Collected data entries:
━━━

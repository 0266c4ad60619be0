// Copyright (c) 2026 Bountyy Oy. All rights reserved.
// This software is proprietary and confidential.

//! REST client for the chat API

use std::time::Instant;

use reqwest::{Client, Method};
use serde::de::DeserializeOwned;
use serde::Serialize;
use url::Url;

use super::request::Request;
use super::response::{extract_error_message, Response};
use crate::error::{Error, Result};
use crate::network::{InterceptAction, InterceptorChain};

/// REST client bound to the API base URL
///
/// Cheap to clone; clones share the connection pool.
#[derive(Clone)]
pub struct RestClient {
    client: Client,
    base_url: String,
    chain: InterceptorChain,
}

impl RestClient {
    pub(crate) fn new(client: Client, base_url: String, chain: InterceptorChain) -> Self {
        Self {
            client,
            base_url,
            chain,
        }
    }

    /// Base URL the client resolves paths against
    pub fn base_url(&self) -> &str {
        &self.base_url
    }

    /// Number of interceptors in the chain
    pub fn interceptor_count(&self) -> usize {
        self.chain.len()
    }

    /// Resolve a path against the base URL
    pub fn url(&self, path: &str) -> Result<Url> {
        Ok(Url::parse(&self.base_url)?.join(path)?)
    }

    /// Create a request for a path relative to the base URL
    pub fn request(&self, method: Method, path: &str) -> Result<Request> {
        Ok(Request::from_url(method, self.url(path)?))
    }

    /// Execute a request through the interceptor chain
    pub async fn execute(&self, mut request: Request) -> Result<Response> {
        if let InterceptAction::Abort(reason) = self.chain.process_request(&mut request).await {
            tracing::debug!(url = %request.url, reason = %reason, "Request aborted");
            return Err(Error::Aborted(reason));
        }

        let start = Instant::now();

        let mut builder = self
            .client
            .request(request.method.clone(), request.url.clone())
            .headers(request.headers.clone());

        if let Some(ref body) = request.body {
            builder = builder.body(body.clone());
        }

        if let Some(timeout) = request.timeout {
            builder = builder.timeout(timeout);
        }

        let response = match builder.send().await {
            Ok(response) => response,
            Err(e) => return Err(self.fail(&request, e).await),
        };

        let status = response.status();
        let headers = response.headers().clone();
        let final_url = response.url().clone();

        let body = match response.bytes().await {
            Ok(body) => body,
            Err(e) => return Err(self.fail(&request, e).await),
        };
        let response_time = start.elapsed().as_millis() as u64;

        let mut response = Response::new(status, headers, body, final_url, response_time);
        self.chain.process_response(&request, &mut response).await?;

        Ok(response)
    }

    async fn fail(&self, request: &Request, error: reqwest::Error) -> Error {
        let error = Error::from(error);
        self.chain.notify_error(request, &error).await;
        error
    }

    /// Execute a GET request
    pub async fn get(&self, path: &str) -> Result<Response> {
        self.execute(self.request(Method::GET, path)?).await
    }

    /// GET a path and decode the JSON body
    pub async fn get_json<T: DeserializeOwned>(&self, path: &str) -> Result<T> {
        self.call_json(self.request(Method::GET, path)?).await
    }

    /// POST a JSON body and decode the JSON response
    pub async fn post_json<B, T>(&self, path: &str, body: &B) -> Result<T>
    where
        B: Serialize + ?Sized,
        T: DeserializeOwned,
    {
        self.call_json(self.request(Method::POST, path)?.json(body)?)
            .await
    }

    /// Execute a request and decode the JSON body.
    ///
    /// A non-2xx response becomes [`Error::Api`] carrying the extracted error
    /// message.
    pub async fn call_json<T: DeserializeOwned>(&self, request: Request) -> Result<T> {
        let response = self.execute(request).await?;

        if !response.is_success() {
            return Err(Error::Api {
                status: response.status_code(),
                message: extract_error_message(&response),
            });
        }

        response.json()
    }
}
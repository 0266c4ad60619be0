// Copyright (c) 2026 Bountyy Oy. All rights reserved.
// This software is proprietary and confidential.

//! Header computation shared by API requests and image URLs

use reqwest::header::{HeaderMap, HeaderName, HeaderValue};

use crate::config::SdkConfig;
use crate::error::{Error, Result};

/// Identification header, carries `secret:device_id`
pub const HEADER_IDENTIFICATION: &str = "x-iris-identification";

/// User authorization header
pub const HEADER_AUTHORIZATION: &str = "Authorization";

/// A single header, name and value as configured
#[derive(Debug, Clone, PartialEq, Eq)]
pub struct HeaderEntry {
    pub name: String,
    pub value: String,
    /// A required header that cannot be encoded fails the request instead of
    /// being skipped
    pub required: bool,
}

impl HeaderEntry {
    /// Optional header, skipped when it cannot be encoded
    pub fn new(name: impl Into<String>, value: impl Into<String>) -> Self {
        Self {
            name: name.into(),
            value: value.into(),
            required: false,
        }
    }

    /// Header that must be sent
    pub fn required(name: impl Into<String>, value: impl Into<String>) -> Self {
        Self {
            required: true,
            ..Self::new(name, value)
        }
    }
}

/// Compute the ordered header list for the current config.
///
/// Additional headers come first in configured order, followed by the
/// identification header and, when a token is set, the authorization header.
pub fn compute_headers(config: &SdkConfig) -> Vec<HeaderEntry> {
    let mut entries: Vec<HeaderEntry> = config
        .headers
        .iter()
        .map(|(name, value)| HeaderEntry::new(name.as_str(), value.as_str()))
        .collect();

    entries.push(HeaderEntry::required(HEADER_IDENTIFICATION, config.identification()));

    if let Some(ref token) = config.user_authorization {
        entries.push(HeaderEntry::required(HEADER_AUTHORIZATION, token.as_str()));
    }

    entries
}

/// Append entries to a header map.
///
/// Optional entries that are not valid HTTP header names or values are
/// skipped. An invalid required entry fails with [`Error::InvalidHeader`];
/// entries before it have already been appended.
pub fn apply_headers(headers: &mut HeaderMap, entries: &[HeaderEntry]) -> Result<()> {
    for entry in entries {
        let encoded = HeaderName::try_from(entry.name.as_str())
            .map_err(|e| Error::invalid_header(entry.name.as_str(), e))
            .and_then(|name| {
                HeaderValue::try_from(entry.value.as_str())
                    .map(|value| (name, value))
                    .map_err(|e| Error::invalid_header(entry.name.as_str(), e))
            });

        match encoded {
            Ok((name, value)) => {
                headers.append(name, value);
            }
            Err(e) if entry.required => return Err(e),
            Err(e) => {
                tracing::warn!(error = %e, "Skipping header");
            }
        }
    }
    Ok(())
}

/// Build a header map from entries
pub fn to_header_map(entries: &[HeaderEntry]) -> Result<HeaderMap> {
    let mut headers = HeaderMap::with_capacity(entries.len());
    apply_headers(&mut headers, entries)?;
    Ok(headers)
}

━━━

**Task details**. Copy every record above out again, word for word.

**Expected answer**.
repository 0266c4ad60619be0
// Copyright (c) 2026 Bountyy Oy. All rights reserved.
// This software is proprietary and confidential.

//! REST client for the chat API

use std::time::Instant;

use reqwest::{Client, Method};
use serde::de::DeserializeOwned;
use serde::Serialize;
use url::Url;

use super::request::Request;
use super::response::{extract_error_message, Response};
use crate::error::{Error, Result};
use crate::network::{InterceptAction, InterceptorChain};

/// REST client bound to the API base URL
///
/// Cheap to clone; clones share the connection pool.
#[derive(Clone)]
pub struct RestClient {
    client: Client,
    base_url: String,
    chain: InterceptorChain,
}

impl RestClient {
    pub(crate) fn new(client: Client, base_url: String, chain: InterceptorChain) -> Self {
        Self {
            client,
            base_url,
            chain,
        }
    }

    /// Base URL the client resolves paths against
    pub fn base_url(&self) -> &str {
        &self.base_url
    }

    /// Number of interceptors in the chain
    pub fn interceptor_count(&self) -> usize {
        self.chain.len()
    }

    /// Resolve a path against the base URL
    pub fn url(&self, path: &str) -> Result<Url> {
        Ok(Url::parse(&self.base_url)?.join(path)?)
    }

    /// Create a request for a path relative to the base URL
    pub fn request(&self, method: Method, path: &str) -> Result<Request> {
        Ok(Request::from_url(method, self.url(path)?))
    }

    /// Execute a request through the interceptor chain
    pub async fn execute(&self, mut request: Request) -> Result<Response> {
        if let InterceptAction::Abort(reason) = self.chain.process_request(&mut request).await {
            tracing::debug!(url = %request.url, reason = %reason, "Request aborted");
            return Err(Error::Aborted(reason));
        }

        let start = Instant::now();

        let mut builder = self
            .client
            .request(request.method.clone(), request.url.clone())
            .headers(request.headers.clone());

        if let Some(ref body) = request.body {
            builder = builder.body(body.clone());
        }

        if let Some(timeout) = request.timeout {
            builder = builder.timeout(timeout);
        }

        let response = match builder.send().await {
            Ok(response) => response,
            Err(e) => return Err(self.fail(&request, e).await),
        };

        let status = response.status();
        let headers = response.headers().clone();
        let final_url = response.url().clone();

        let body = match response.bytes().await {
            Ok(body) => body,
            Err(e) => return Err(self.fail(&request, e).await),
        };
        let response_time = start.elapsed().as_millis() as u64;

        let mut response = Response::new(status, headers, body, final_url, response_time);
        self.chain.process_response(&request, &mut response).await?;

        Ok(response)
    }

    async fn fail(&self, request: &Request, error: reqwest::Error) -> Error {
        let error = Error::from(error);
        self.chain.notify_error(request, &error).await;
        error
    }

    /// Execute a GET request
    pub async fn get(&self, path: &str) -> Result<Response> {
        self.execute(self.request(Method::GET, path)?).await
    }

    /// GET a path and decode the JSON body
    pub async fn get_json<T: DeserializeOwned>(&self, path: &str) -> Result<T> {
        self.call_json(self.request(Method::GET, path)?).await
    }

    /// POST a JSON body and decode the JSON response
    pub async fn post_json<B, T>(&self, path: &str, body: &B) -> Result<T>
    where
        B: Serialize + ?Sized,
        T: DeserializeOwned,
    {
        self.call_json(self.request(Method::POST, path)?.json(body)?)
            .await
    }

    /// Execute a request and decode the JSON body.
    ///
    /// A non-2xx response becomes [`Error::Api`] carrying the extracted error
    /// message.
    pub async fn call_json<T: DeserializeOwned>(&self, request: Request) -> Result<T> {
        let response = self.execute(request).await?;

        if !response.is_success() {
            return Err(Error::Api {
                status: response.status_code(),
                message: extract_error_message(&response),
            });
        }

        response.json()
    }
}
repository 0266c4ad60619be0
// Copyright (c) 2026 Bountyy Oy. All rights reserved.
// This software is proprietary and confidential.

//! Header computation shared by API requests and image URLs

use reqwest::header::{HeaderMap, HeaderName, HeaderValue};

use crate::config::SdkConfig;
use crate::error::{Error, Result};

/// Identification header, carries `secret:device_id`
pub const HEADER_IDENTIFICATION: &str = "x-iris-identification";

/// User authorization header
pub const HEADER_AUTHORIZATION: &str = "Authorization";

/// A single header, name and value as configured
#[derive(Debug, Clone, PartialEq, Eq)]
pub struct HeaderEntry {
    pub name: String,
    pub value: String,
    /// A required header that cannot be encoded fails the request instead of
    /// being skipped
    pub required: bool,
}

impl HeaderEntry {
    /// Optional header, skipped when it cannot be encoded
    pub fn new(name: impl Into<String>, value: impl Into<String>) -> Self {
        Self {
            name: name.into(),
            value: value.into(),
            required: false,
        }
    }

    /// Header that must be sent
    pub fn required(name: impl Into<String>, value: impl Into<String>) -> Self {
        Self {
            required: true,
            ..Self::new(name, value)
        }
    }
}

/// Compute the ordered header list for the current config.
///
/// Additional headers come first in configured order, followed by the
/// identification header and, when a token is set, the authorization header.
pub fn compute_headers(config: &SdkConfig) -> Vec<HeaderEntry> {
    let mut entries: Vec<HeaderEntry> = config
        .headers
        .iter()
        .map(|(name, value)| HeaderEntry::new(name.as_str(), value.as_str()))
        .collect();

    entries.push(HeaderEntry::required(HEADER_IDENTIFICATION, config.identification()));

    if let Some(ref token) = config.user_authorization {
        entries.push(HeaderEntry::required(HEADER_AUTHORIZATION, token.as_str()));
    }

    entries
}

/// Append entries to a header map.
///
/// Optional entries that are not valid HTTP header names or values are
/// skipped. An invalid required entry fails with [`Error::InvalidHeader`];
/// entries before it have already been appended.
pub fn apply_headers(headers: &mut HeaderMap, entries: &[HeaderEntry]) -> Result<()> {
    for entry in entries {
        let encoded = HeaderName::try_from(entry.name.as_str())
            .map_err(|e| Error::invalid_header(entry.name.as_str(), e))
            .and_then(|name| {
                HeaderValue::try_from(entry.value.as_str())
                    .map(|value| (name, value))
                    .map_err(|e| Error::invalid_header(entry.name.as_str(), e))
            });

        match encoded {
            Ok((name, value)) => {
                headers.append(name, value);
            }
            Err(e) if entry.required => return Err(e),
            Err(e) => {
                tracing::warn!(error = %e, "Skipping header");
            }
        }
    }
    Ok(())
}

/// Build a header map from entries
pub fn to_header_map(entries: &[HeaderEntry]) -> Result<HeaderMap> {
    let mut headers = HeaderMap::with_capacity(entries.len());
    apply_headers(&mut headers, entries)?;
    Ok(headers)
}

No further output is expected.